In terms of outcomes, the project resulted in the development of Saguaro, a permissioned blockchain system designed specifically for edge computing networks. Saguaro leverages the hierarchical structure of edge computing networks to reduce the overhead of wide-area communication by presenting several techniques.

The second outcome involves AdaChain, a learning-based blockchain framework that adaptively chooses the best permissioned blockchain architecture to optimize effective throughput for dynamic transaction workloads. AdaChain addresses the challenge in Blockchain As-a-Service (BaaS) environments, where a large variety of possible smart contracts are deployed with different workload characteristics.
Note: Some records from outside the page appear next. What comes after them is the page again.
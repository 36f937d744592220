// Generator: top-level entry point for word generation.
//
// Owns the two collaborators (digest primitive and entropy source) and
// runs the pipeline for each call:
//   options -> resolved options -> initial state -> syllables -> post-process
//
// A `Generator` holds no per-call state. Every call builds its own
// `WordState`, so one generator can serve any number of threads as long as
// its collaborators are `Sync`.

use phonetic_core::options::{Options, ResolvedOptions, SeedSource};
use phonetic_hash::{Digest128, HashError, Md5Digest, NumericHasher};
use tracing::debug;

use crate::GenerateError;
use crate::entropy::{EntropyError, EntropySource, OsEntropy, random_seed};
use crate::postprocess::post_process;
use crate::syllable::{Fragment, SyllableBuilder, WordState};

/// Everything produced by one generation run.
#[derive(Debug, Clone, PartialEq, Eq)]
pub struct GeneratedWord {
    /// The seed that drove the run, drawn at random if none was supplied.
    pub seed: String,
    pub seed_source: SeedSource,
    /// Every emitted fragment, in order.
    pub fragments: Vec<Fragment>,
    /// The word before post-processing: the concatenation of `fragments`.
    pub raw: String,
    /// The finished word.
    pub word: String,
}

/// Deterministic word generator.
#[derive(Debug, Clone, Default)]
pub struct Generator<D = Md5Digest, E = OsEntropy> {
    hasher: NumericHasher<D>,
    entropy: E,
}

impl Generator {
    /// A generator using MD5 and the operating system's entropy source.
    pub fn new() -> Self {
        Self::with_parts(Md5Digest, OsEntropy)
    }
}

impl<D: Digest128, E: EntropySource> Generator<D, E> {
    /// A generator over injected collaborators.
    pub fn with_parts(digest: D, entropy: E) -> Self {
        Self {
            hasher: NumericHasher::new(digest),
            entropy,
        }
    }

    /// Resolve option overrides, drawing a random seed if none is set.
    pub fn resolve(&self, options: &Options) -> Result<ResolvedOptions, EntropyError> {
        options.resolve(|| random_seed(&self.entropy))
    }

    /// Generate a word.
    pub fn generate(&self, options: &Options) -> Result<String, GenerateError> {
        Ok(self.trace(options)?.word)
    }

    /// Generate a word from a JSON options document.
    pub fn generate_json(&self, document: &str) -> Result<String, GenerateError> {
        self.generate(&Options::from_json(document)?)
    }

    /// Generate a word and report how it was built.
    pub fn trace(&self, options: &Options) -> Result<GeneratedWord, GenerateError> {
        let resolved = self.resolve(options)?;
        Ok(self.trace_resolved(&resolved)?)
    }

    /// Generate a word from already resolved options.
    pub fn generate_resolved(&self, options: &ResolvedOptions) -> Result<String, HashError> {
        Ok(self.trace_resolved(options)?.word)
    }

    /// Generate a word from already resolved options and report how it was
    /// built.
    pub fn trace_resolved(&self, options: &ResolvedOptions) -> Result<GeneratedWord, HashError> {
        debug!(
            syllables = options.syllables,
            phonetic_simplicity = options.phonetic_simplicity.get(),
            compound_simplicity = options.compound_simplicity.get(),
            random_seed = options.seed_source == SeedSource::Random,
            "generating word"
        );

        let mut state = WordState::new(self.hasher.hash_str(&options.seed)?);
        let builder = SyllableBuilder::new(&self.hasher, options);
        for _ in 0..options.syllables {
            builder.add_syllable(&mut state)?;
        }

        let word = post_process(&state.word, options.cap_first);
        Ok(GeneratedWord {
            seed: options.seed.clone(),
            seed_source: options.seed_source,
            fragments: state.fragments,
            raw: state.word,
            word,
        })
    }
}

/// Generate a word with MD5 and operating system entropy.
pub fn generate(options: &Options) -> Result<String, GenerateError> {
    Generator::new().generate(options)
}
The project also developed FlexChain, a novel permissioned blockchain system that addresses this challenge by physically disaggregating CPUs, DRAM, and storage devices to process different blockchain workloads efficiently. 

The third research outcome resulted in Bedrock, a unified platform for BFT protocol analysis, implementation, and experimentation.  

The fourth research outcome involves DeCon, a declarative programming language for implementing smart contracts and specifying contract-level properties. Driven by the observation that smart contract operations and contract-level properties can be naturally expressed as relational constraints. Building upon DeCon, the project developed an automated safety verification tool, DCV, that targets declarative smart contracts written in DeCon, a logic-based domain-specific language for smart contract implementation and specification. 

In terms of demonstrated experimental impact, the Saguaro system across a wide range of workloads demonstrates the scalability of Saguaro in supporting a range of cross-domain and mobile transactions.  AdaChain can converge quickly to optimal architectures under changing workloads and significantly outperform fixed architecture, all while incurring low additional overhead. FlexChain can provide independent compute and memory scalability, while incurring at most 12.8% disaggregation overhead. FlexChain achieves almost identical throughput as the state-of-the-art distributed approaches with significantly lower memory and CPU consumption for compute-intensive and memory-intensive workloads respectively. Within Bedrock, a wide range of BFT protocols can be implemented and uniformly evaluated under a unified deployment environment.

DeCon can implement realistic smart contracts such as ERC20 and ERC721 digital tokens. The evaluation results reveal the marginal overhead of DeCon compared to the open-source reference implementation, incurring 14% median gas overhead for execution, and another 16% median gas overhead for run-time verification.   The DCV evaluation on 23 benchmark contracts shows that DCV is effective in verifying smart contracts adapted from public repositories, and can verify contracts not supported by other tools. Furthermore, DCV significantly outperforms baseline tools in verification time.

Saguaro was presented in ICDE 2023. Flexchain and Adachain were published in VLDB 2023. Bedrock won an outstanding paper award in NSDI 2024. DeCon and DCV were published in FSE 2022 and ICSE 2024 respectively. BFTGym (demonstration of Bedrock) was demonstrated in VLDB 2024. 

Broader impact:  In the main discipline of Blockchain, this work led to the development of new blockchain architectures that can adapt to dynamic workloads, be declaratively specified, and also handle wireless mobile devices. There have been advances as a result in the development of highly adaptive Blockchain systems that can handle all types of transaction workloads, mobility patterns, under changing workloads at Internet scale.  

Outside of the Blockchain arena, there are three key broader impacts. First, we develop one of the first platforms for designing and running Byzantine Fault Tolerant protocols. Second, the use of a declarative language based on Datalog in a new domain of Smart Contracts was proposed and its use in verifying smart contracts was demonstrated. Third, novel use cases of memory disaggregation and AI techniques for scaling blockchains (a type of distributed systems) were developed and these techniques potentially have broad applicability outside of the Blockchain domain.